Use Python to extract specific data from an HTML file

Source: Internet
Author: User
Tags closing tag list of attributes processing instruction
Python provides parsing of the Sgmlparser class for HTML files. The user simply inherits the subclass from the Sgmlparser class and does a specific processing of the HTML file in the subclass.

For example, an HTML file with the following structure

[HTML] view plain copy <div class= ' entry-content ' > <p> What's interesting 1</p> <p> interesting content 2</p> ... <p> interested content n</p> </div> <div class= ' content ' > <p> content 1</p> <p> content 2< /p> ... <p> content n</p> </div>

We try to get ' content of interest '

For text content, we save it to idlist.
But how to mark the text we encounter is the content of interest, that is, in
[HTML] view plain copy <div class= ' entry-content ' > <p> here's content </p> <p> and here </p> ... <p> and here's the content </p> </div> ideas are as follows
Encountered <div class= ' entry-content ' > Set mark flag = True after </div> set tag flag = False When flag is True the <p> settings Tag GetData = True encounters </p> GetData = true, setting GetData = False

Python provides us with the Sgmlparser class, Sgmlparser parse HTML into 8 class data [1], and then invoke a separate method for each class: just inherit the Sgmlparser class and write the processing function of the page information.

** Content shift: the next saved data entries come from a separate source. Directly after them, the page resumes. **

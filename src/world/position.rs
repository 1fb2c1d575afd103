//! Chunk and region coordinates.
//!
//! All conversions use floor division so that negative coordinates land in
//! the correct region: chunk (-1, -1) belongs to region (-1, -1), not (0, 0).

use std::fmt;

use serde::{Deserialize, Serialize};

use crate::constants::geometry::REGION_SIZE;
use crate::constants::{legacy_format, strata_format};

/// Position of a chunk in the world grid, in chunk units.
#[derive(Debug, Clone, Copy, PartialEq, Eq, Hash, PartialOrd, Ord, Serialize, Deserialize)]
pub struct ChunkPos {
    pub x: i32,
    pub z: i32,
}

impl ChunkPos {
    pub const fn new(x: i32, z: i32) -> Self {
        Self { x, z }
    }

    /// Region that owns this chunk.
    pub fn region(&self) -> RegionPos {
        RegionPos {
            x: self.x.div_euclid(REGION_SIZE),
            z: self.z.div_euclid(REGION_SIZE),
        }
    }

    /// Offset of this chunk within its region, each component in `0..REGION_SIZE`.
    pub fn local(&self) -> (u32, u32) {
        (
            self.x.rem_euclid(REGION_SIZE) as u32,
            self.z.rem_euclid(REGION_SIZE) as u32,
        )
    }

    /// Row-major slot index within the region header, in `0..CHUNKS_PER_REGION`.
    pub fn local_index(&self) -> usize {
        let (lx, lz) = self.local();
        (lz as usize) * REGION_SIZE as usize + lx as usize
    }

    pub fn offset(&self, dx: i32, dz: i32) -> Self {
        Self {
            x: self.x + dx,
            z: self.z + dz,
        }
    }

    /// Chebyshev (chessboard) distance, the radius metric used for prefetch
    /// tunnels and autopilot radii.
    pub fn chebyshev_distance(&self, other: &ChunkPos) -> u32 {
        let dx = (self.x - other.x).unsigned_abs();
        let dz = (self.z - other.z).unsigned_abs();
        dx.max(dz)
    }
}

impl fmt::Display for ChunkPos {
    fn fmt(&self, f: &mut fmt::Formatter<'_>) -> fmt::Result {
        write!(f, "({}, {})", self.x, self.z)
    }
}

/// Position of a region file in the region grid, in region units.
#[derive(Debug, Clone, Copy, PartialEq, Eq, Hash, PartialOrd, Ord, Serialize, Deserialize)]
pub struct RegionPos {
    pub x: i32,
    pub z: i32,
}

impl RegionPos {
    pub const fn new(x: i32, z: i32) -> Self {
        Self { x, z }
    }

    /// Chunk at the region's minimum corner.
    pub fn origin_chunk(&self) -> ChunkPos {
        ChunkPos {
            x: self.x * REGION_SIZE,
            z: self.z * REGION_SIZE,
        }
    }

    /// Iterate every chunk position covered by this region, row-major.
    pub fn chunks(&self) -> impl Iterator<Item = ChunkPos> {
        let origin = self.origin_chunk();
        (0..REGION_SIZE)
            .flat_map(move |lz| (0..REGION_SIZE).map(move |lx| origin.offset(lx, lz)))
    }

    /// File name for the current on-disk format, e.g. `r.-1.3.srg`.
    pub fn file_name(&self) -> String {
        format!("r.{}.{}.{}", self.x, self.z, strata_format::FILE_EXT)
    }

    /// File name for the legacy on-disk format, e.g. `r.-1.3.rgn`.
    pub fn legacy_file_name(&self) -> String {
        format!("r.{}.{}.{}", self.x, self.z, legacy_format::FILE_EXT)
    }

    /// Parse a region position out of a file name of either format.
    ///
    /// Returns the position and the extension that was seen. Anything that
    /// does not match `r.<x>.<z>.<ext>` yields `None`.
    pub fn from_file_name(name: &str) -> Option<(Self, &str)> {
        let mut parts = name.split('.');
        if parts.next() != Some("r") {
            return None;
        }
        let x = parts.next()?.parse::<i32>().ok()?;
        let z = parts.next()?.parse::<i32>().ok()?;
        let ext = parts.next()?;
        if parts.next().is_some() {
            return None;
        }
        Some((Self { x, z }, ext))
    }
}

impl fmt::Display for RegionPos {
    fn fmt(&self, f: &mut fmt::Formatter<'_>) -> fmt::Result {
        write!(f, "({}, {})", self.x, self.z)
    }
}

the following processing functions are availablestart tag ( start tag)is an HTML tag that starts a block, like Start_tagnameOrDo_tagnameThe method. For example, when it finds a <pre> tag, it looks for a start_pre or Do_pre method. If found, Sgmlparser uses the tag's list of attributes to invoke the method, otherwise it uses the tag's name and property list to invoke theUnknown_starttagMethod.closing tag (end tag)is the HTML tag that ends a block, like End_tagnameThe method. If found, Sgmlparser calls this method, otherwise it uses the name of the tag to invoke theUnknown_endtagcharacter reference (Character reference)An escape character expressed as a decimal or equivalent hexadecimal character, as in & #160;. When found, Sgmlparser uses decimal or equivalent hexadecimal runes to invoke theHandle_charrefentity references (Entity reference)HTML entities, like &copy;. When found, Sgmlparser uses the name of the HTML entity to invoke theHandle_entityrefNote (Comment)HTML comments, including between <!--...-->. When found, the Sgmlparser is invoked with the annotation content.handle_commentprocessing instructions (processing instruction)HTML processing instructions, including in the;? .. > Between. When found, the Sgmlparser is invoked with the processing instruction content.Handle_piStatement (Declaration)HTML declarations, such as DOCTYPE, included in the <! .. > Between. When found, Sgmlparser is invoked with the declared content.handle_declTextual data (text)The text block. Does not meet any of the other 7 categories of things. When found, Sgmlparser is called with textHandle_data


Fully, to the following code

[python] view plain Copy from Sgmllib import Sgmlparser

Related Article

Contact Us

The content source of this page is from Internet, which doesn't represent Alibaba Cloud's opinion; products and services mentioned on that page don't have any relationship with Alibaba Cloud. If the content of the page makes you feel confusing, please write us an email, we will handle the problem within 5 days after receiving your email.

If you find any instances of plagiarism from the community, please send an email to: info-contact@alibabacloud.com and provide relevant evidence. A staff member will contact you within 5 working days.

A Free Trial That Lets You Build Big!

Start building with 50+ products and up to 12 months usage for Elastic Compute Service

  • Sales Support

    1 on 1 presale consultation

  • After-Sales Support

    24/7 Technical Support 6 Free Tickets per Quarter Faster Response

  • Alibaba Cloud offers highly flexible support services tailored to meet your exact needs.